Wednesday, September 12, 2018

Kiki's Delivery Service

Oh wow, I just realized there's two movies reviewed this week that involve witches. Didn't even think about it.


You know it's funny, I've heard about this particular Studio Ghibli movie more than any other for the longest time. They had a little trailer for it on one of my old tapes, can't quite remember which one but for a good 15 years or more I've heard about this film. And only just until today I haven't seen it! I've heard some people say it's one of Studio Ghibli's lesser quality productions but I could not disagree more. Kiki's Delivery Service is such a quaint, charming, and lovely film that centers around the life of a young witch setting out from home and living a life of her own independently at the age of just 13. And that's kinda it for basic plot but it's such an interesting idea I don't even care.
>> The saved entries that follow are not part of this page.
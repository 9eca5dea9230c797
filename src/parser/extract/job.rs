use std::sync::LazyLock;

use regex::Regex;
use tracing::warn;

use super::links::extract_domain;
use super::{Extraction, Notice, Notices};
use crate::parser::dates::{normalize_date, parse_date};
use crate::parser::fields::{block_patterns, first_capture, line_patterns};
use crate::parser::keywords::{collect_keywords, TECH_PATTERN};
use crate::parser::salary::{normalize_salary, salary_line};
use crate::record::JobPostingRecord;

pub const NOT_AVAILABLE: &str = "N/A";

// Most specific label first; the first one that yields a value wins.
static TITLE: LazyLock<Vec<Regex>> =
    LazyLock::new(|| line_patterns(&["Job Title", "Position Title", "Title", "Position", "Role"]));
static COMPANY: LazyLock<Vec<Regex>> =
    LazyLock::new(|| line_patterns(&["Company Name", "Company", "Employer", "Organization"]));
static DOMAIN: LazyLock<Vec<Regex>> =
    LazyLock::new(|| line_patterns(&["Company Domain", "Domain", "Company Website", "Website"]));
static LOCATION: LazyLock<Vec<Regex>> =
    LazyLock::new(|| line_patterns(&["Job Location", "Location"]));
static JOB_TYPE: LazyLock<Vec<Regex>> =
    LazyLock::new(|| line_patterns(&["Job Type", "Employment Type", "Type"]));
static EXPERIENCE: LazyLock<Vec<Regex>> = LazyLock::new(|| {
    line_patterns(&["Experience Level", "Seniority Level", "Seniority", "Experience"])
});
static INDUSTRY: LazyLock<Vec<Regex>> = LazyLock::new(|| line_patterns(&["Industry", "Sector"]));
static POSTED: LazyLock<Vec<Regex>> = LazyLock::new(|| {
    line_patterns(&["Posting Date", "Date Posted", "Posted Date", "Posted On", "Posted"])
});
static DEADLINE: LazyLock<Vec<Regex>> = LazyLock::new(|| {
    line_patterns(&["Application Deadline", "Deadline", "Apply By", "Closing Date"])
});

static DESCRIPTION: LazyLock<Vec<Regex>> = LazyLock::new(|| {
    block_patterns(&["Job Description", "Role Description", "Description", "About the Role"])
});
static REQUIREMENTS: LazyLock<Vec<Regex>> =
    LazyLock::new(|| block_patterns(&["Requirements", "Qualifications"]));
static BENEFITS: LazyLock<Vec<Regex>> = LazyLock::new(|| block_patterns(&["Benefits", "Perks"]));

static REMOTE_RE: LazyLock<Regex> = LazyLock::new(|| Regex::new(r"(?i)\bremote\b").unwrap());

/// Build a job-posting record from loosely labeled text.
///
/// `job_url` and `source_site` come from the caller and are copied as-is.
pub fn transform_job(raw_text: &str, job_url: &str, source_site: &str) -> JobPostingRecord {
    extract_job(raw_text, job_url, source_site).into_record()
}

pub fn extract_job(raw_text: &str, job_url: &str, source_site: &str) -> Extraction<JobPostingRecord> {
    let mut notices = Notices::default();
    let mut field = |name: &'static str, patterns: &[Regex]| {
        notices.track(name, first_capture(patterns, raw_text, 1))
    };

    let title = field("title", &TITLE);
    let company = field("company", &COMPANY);
    let company_domain = field("company_domain", &DOMAIN);
    let location = field("location", &LOCATION);
    let job_type = field("job_type", &JOB_TYPE);
    let experience_level = field("experience_level", &EXPERIENCE);
    let industry = field("industry", &INDUSTRY);
    let description = field("description", &DESCRIPTION);
    let requirements = field("requirements", &REQUIREMENTS);
    let benefits = field("benefits", &BENEFITS);
    let posted_raw = field("posting_date", &POSTED);
    let deadline_raw = field("application_deadline", &DEADLINE);

    let company_domain = company_domain.map(|d| extract_domain(&d).unwrap_or(d));

    for (name, raw) in [
        ("posting_date", &posted_raw),
        ("application_deadline", &deadline_raw),
    ] {
        if let Some(raw) = raw {
            if parse_date(raw).is_none() {
                notices.push(Notice::Unparsed {
                    field: name,
                    raw: raw.clone(),
                });
            }
        }
    }

    let salary = normalize_salary(&salary_line(raw_text).unwrap_or_default());
    if salary.is_verbatim() {
        if let Some(display) = &salary.display {
            notices.push(Notice::Unparsed {
                field: "salary",
                raw: display.clone(),
            });
        }
    }

    let is_remote = location
        .as_deref()
        .is_some_and(|loc| REMOTE_RE.is_match(loc));

    // Explicit skills blocks, plus known tech terms in the main prose.
    let mut keywords = collect_keywords(raw_text, None);
    let prose = [&title, &description, &requirements]
        .into_iter()
        .flatten()
        .map(String::as_str)
        .collect::<Vec<_>>()
        .join("\n");
    keywords.extend(collect_keywords(&prose, Some(&[TECH_PATTERN.as_str()])));

    let mut missing = Vec::new();
    if title.is_none() {
        missing.push("title");
    }
    if company.is_none() {
        missing.push("company");
    }
    if job_url.trim().is_empty() {
        missing.push("job_url");
    }
    if source_site.trim().is_empty() {
        missing.push("source_site");
    }
    if !missing.is_empty() {
        warn!(job_url, ?missing, "job record incomplete; keeping it as low-confidence");
        notices.push(Notice::Incomplete { missing });
    }

    let record = JobPostingRecord {
        title: title.unwrap_or_else(|| NOT_AVAILABLE.to_string()),
        company: company.unwrap_or_else(|| NOT_AVAILABLE.to_string()),
        company_domain,
        location,
        job_url: job_url.to_string(),
        source_site: source_site.to_string(),
        description,
        requirements,
        benefits,
        job_type,
        experience_level,
        industry,
        posting_date: normalize_date(posted_raw.as_deref()),
        application_deadline: normalize_date(deadline_raw.as_deref()),
        is_remote,
        min_salary: salary.min,
        max_salary: salary.max,
        salary_range_string: salary.display,
        keywords: keywords.into_iter().collect(),
        raw_text_content: raw_text.to_string(),
    };

    Extraction {
        record,
        notices: notices.into_vec(),
    }
}
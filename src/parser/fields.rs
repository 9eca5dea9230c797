//! Labeled-value lookup shared by both pipelines.
//!
//! Labels look like `Title: Backend Engineer`, optionally bulleted or wrapped in
//! markdown bold (`**Title:** ...`). A line field stops at end of line; a block
//! field runs until the next `Label:` line or end of text.

use regex::{Regex, RegexBuilder};
use tracing::debug;

/// Line-start prefix that tolerates a bullet and markdown bold around a label.
const LABEL_PREFIX: &str = r"^[ \t]*(?:[-*•][ \t]+)?\**";
const LABEL_SUFFIX: &str = r"\**[ \t]*:\**[ \t]*";
/// Start of the next `Label:` line. Requires whitespace after the colon so
/// bare URLs (`https://`) never end a block.
const NEXT_LABEL: &str = r"\n[ \t]*(?:[-*•][ \t]+)?\**[A-Za-z][A-Za-z /&()'-]{0,40}\**[ \t]*:\**(?:[ \t]|\n|\z)";

/// Pattern capturing the rest of the line after `label:` in group 1.
/// `label` is a regex fragment, so alternations like `Company(?: Name)?` work.
pub fn line_pattern(label: &str) -> String {
    format!(r"(?im){LABEL_PREFIX}(?:{label}){LABEL_SUFFIX}(.*)$")
}

/// Pattern capturing everything after `label:` up to the next label line or
/// end of text in group 1.
pub fn block_pattern(label: &str) -> String {
    format!(r"(?ims){LABEL_PREFIX}(?:{label}){LABEL_SUFFIX}(.*?)(?:{NEXT_LABEL}|\z)")
}

/// Compile a caller pattern case-insensitively.
pub fn compile(pattern: &str) -> Result<Regex, regex::Error> {
    RegexBuilder::new(pattern).case_insensitive(true).build()
}

/// Trimmed text of `group` in the first match. Blank captures count as misses.
pub fn capture(re: &Regex, text: &str, group: usize) -> Option<String> {
    let caps = re.captures(text)?;
    let value = caps.get(group)?.as_str().trim();
    (!value.is_empty()).then(|| value.to_string())
}

/// First non-blank capture across `patterns`, tried in order.
pub fn first_capture(patterns: &[Regex], text: &str, group: usize) -> Option<String> {
    patterns.iter().find_map(|re| capture(re, text, group))
}

/// Find a labeled value with a caller-supplied pattern.
///
/// Never fails: a pattern that does not compile, a missing match, or a group
/// index past the end all resolve to `None`.
pub fn extract_field(text: &str, pattern: &str, group: usize) -> Option<String> {
    match compile(pattern) {
        Ok(re) => capture(&re, text, group),
        Err(e) => {
            debug!(pattern, error = %e, "malformed field pattern, treating as miss");
            None
        }
    }
}

pub fn extract_field_or(text: &str, pattern: &str, group: usize, default: &str) -> String {
    extract_field(text, pattern, group).unwrap_or_else(|| default.to_string())
}

/// Try `patterns` in caller order; the first one that yields a value wins.
pub fn extract_first(text: &str, patterns: &[&str], group: usize) -> Option<String> {
    patterns.iter().find_map(|p| extract_field(text, p, group))
}

/// Compile one line pattern per built-in label, most specific label first.
pub(crate) fn line_patterns(labels: &[&str]) -> Vec<Regex> {
    labels
        .iter()
        .map(|l| Regex::new(&line_pattern(l)).unwrap())
        .collect()
}

pub(crate) fn block_patterns(labels: &[&str]) -> Vec<Regex> {
    labels
        .iter()
        .map(|l| Regex::new(&block_pattern(l)).unwrap())
        .collect()
}
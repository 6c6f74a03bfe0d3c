//! Configuration and state paths, plus identifier validation
//!
//! Everything derived here may end up in an argument vector for docker,
//! tmux or kill, so dynamic name components go through [`validate_name`].

use std::io;
use std::path::PathBuf;
use std::sync::LazyLock;

use regex::Regex;

use super::{Error, Result};

/// Name used for config and data directories
const APP_NAME: &str = "agent-eval";

static NAME_RE: LazyLock<Regex> =
    LazyLock::new(|| Regex::new(r"^[a-zA-Z0-9_-]+$").expect("static regex"));

/// Validate a dynamic name component before it is placed into a command
pub fn validate_name(name: &str) -> Result<&str> {
    if NAME_RE.is_match(name) {
        Ok(name)
    } else {
        Err(Error::InvalidIdentifier(name.to_string()))
    }
}

/// Get the configuration directory path
///
/// - Linux: `~/.config/agent-eval/`
/// - macOS: `~/Library/Application Support/agent-eval/`
/// - Windows: `%APPDATA%\agent-eval\`
pub fn config_dir() -> Option<PathBuf> {
    directories::ProjectDirs::from("", "", APP_NAME).map(|dirs| dirs.config_dir().to_path_buf())
}

/// Get the path to the configuration file
pub fn config_path() -> Option<PathBuf> {
    config_dir().map(|dir| dir.join("config.toml"))
}

/// Base directory holding instance records and per-instance data dirs
pub fn default_state_dir() -> PathBuf {
    directories::ProjectDirs::from("", "", APP_NAME)
        .map(|dirs| dirs.data_dir().join("state"))
        .unwrap_or_else(|| std::env::temp_dir().join(APP_NAME).join("state"))
}

/// Ensure a directory exists
pub fn ensure_dir(dir: &std::path::Path) -> io::Result<()> {
    if !dir.exists() {
        std::fs::create_dir_all(dir)?;
    }
    Ok(())
}

#[cfg(test)]
mod tests {
    use super::*;

    #[test]
    fn test_validate_name() {
        assert!(validate_name("agent-eval-0-db").is_ok());
        assert!(validate_name("under_score-9").is_ok());
        assert!(validate_name("").is_err());
        assert!(validate_name("a b").is_err());
        assert!(validate_name("x;rm -rf /").is_err());
        assert!(validate_name("$(id)").is_err());
        assert!(validate_name("name\n").is_err());
    }

    #[test]
    fn test_state_dir_is_valid() {
        assert!(!default_state_dir().as_os_str().is_empty());
    }
}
Not every film needs to have a complex or serious plot, it just shows the life of this young witch! That's interesting, that's cool, I greatly enjoy this movie just for that fact! It's just a sweet little film, with the same quality animation and voice acting as the other films Disney has brought over to the States from Japan. That's Kirsten Dunst as Kiki and she is a joy to watch, one thing Studio Ghibli never fails to achieve is the emotions and personality of children. She is such a nice kid, though she has moments of disappointment, attitude, and even, kinda for lack of a better word depressed. But she pulls through and still has confidence and love in her heart. Gah, the more I think about this movie the more I just friggin' love it. The animation especially during flight is amazing, I have no idea how they did it but they simulated such fluent and natural flying for a girl on a broom and I've just never seen that anywhere as good as it is here. I'm so happy I went out on a limb and bought this movie, it was completely worth it and I could not urge you more to see this movie even if I bought you a copy and watched it with you, snacks and all. Hell it even got me choked up at the end, though nothing really sad or anything happened. I'm pretty sure that's called Miyazaki Syndrome. But anyway, excellent film, 4 stars check it out, and before the week is out we go a little...darker.